:: Extracted records ::

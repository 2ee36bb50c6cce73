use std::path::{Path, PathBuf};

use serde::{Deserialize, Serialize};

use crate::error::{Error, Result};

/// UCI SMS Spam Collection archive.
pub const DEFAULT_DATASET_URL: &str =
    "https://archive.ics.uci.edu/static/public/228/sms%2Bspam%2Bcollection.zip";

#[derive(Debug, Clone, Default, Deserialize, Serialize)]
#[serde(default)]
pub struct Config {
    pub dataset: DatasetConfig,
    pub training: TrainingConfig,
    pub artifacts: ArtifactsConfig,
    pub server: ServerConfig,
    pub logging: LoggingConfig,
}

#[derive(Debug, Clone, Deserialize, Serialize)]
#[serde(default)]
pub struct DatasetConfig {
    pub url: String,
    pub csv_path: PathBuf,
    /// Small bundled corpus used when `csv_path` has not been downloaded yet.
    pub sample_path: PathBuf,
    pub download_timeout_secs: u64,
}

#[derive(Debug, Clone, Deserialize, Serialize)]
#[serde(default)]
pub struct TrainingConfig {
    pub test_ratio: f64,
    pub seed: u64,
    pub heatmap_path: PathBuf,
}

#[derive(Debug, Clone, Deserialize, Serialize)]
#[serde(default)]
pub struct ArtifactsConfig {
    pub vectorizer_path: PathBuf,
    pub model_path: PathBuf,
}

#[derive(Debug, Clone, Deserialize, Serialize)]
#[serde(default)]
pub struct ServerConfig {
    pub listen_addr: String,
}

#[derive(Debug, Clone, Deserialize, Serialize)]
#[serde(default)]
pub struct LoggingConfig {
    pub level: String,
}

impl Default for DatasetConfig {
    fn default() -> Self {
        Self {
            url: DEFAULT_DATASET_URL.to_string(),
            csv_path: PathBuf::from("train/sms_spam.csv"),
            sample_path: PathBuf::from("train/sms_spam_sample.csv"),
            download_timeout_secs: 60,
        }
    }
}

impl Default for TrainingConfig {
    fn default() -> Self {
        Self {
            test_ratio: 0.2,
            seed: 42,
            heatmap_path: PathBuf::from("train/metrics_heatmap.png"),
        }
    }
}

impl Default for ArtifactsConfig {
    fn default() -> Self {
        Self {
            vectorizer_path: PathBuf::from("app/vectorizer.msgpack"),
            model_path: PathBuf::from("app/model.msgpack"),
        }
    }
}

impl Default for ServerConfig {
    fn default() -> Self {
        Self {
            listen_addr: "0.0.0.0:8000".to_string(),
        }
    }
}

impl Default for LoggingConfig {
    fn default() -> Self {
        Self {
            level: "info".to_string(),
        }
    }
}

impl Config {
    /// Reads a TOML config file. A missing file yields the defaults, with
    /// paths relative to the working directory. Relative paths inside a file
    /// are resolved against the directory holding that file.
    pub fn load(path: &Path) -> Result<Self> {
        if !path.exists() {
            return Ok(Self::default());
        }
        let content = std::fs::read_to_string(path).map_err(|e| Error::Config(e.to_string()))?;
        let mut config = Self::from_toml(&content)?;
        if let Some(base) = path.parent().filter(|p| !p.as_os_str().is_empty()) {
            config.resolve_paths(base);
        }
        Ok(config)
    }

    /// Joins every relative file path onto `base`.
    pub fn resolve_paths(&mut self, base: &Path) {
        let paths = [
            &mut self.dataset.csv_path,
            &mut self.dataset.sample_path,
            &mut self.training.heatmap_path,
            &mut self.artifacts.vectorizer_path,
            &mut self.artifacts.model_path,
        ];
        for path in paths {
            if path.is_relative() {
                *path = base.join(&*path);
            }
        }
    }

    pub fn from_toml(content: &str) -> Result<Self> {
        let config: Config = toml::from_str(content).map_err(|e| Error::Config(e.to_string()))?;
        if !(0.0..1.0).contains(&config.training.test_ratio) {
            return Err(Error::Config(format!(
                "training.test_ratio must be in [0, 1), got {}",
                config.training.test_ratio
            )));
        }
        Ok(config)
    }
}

:: Exercise directions ::
Copy out every line of the entries where the string "PathBuf" shows up.

:: Answer space ::
use std::path::{Path, PathBuf};
    pub csv_path: PathBuf,
    pub sample_path: PathBuf,
    pub heatmap_path: PathBuf,
    pub vectorizer_path: PathBuf,
    pub model_path: PathBuf,
            csv_path: PathBuf::from("train/sms_spam.csv"),
            sample_path: PathBuf::from("train/sms_spam_sample.csv"),
            heatmap_path: PathBuf::from("train/metrics_heatmap.png"),
            vectorizer_path: PathBuf::from("app/vectorizer.msgpack"),
            model_path: PathBuf::from("app/model.msgpack"),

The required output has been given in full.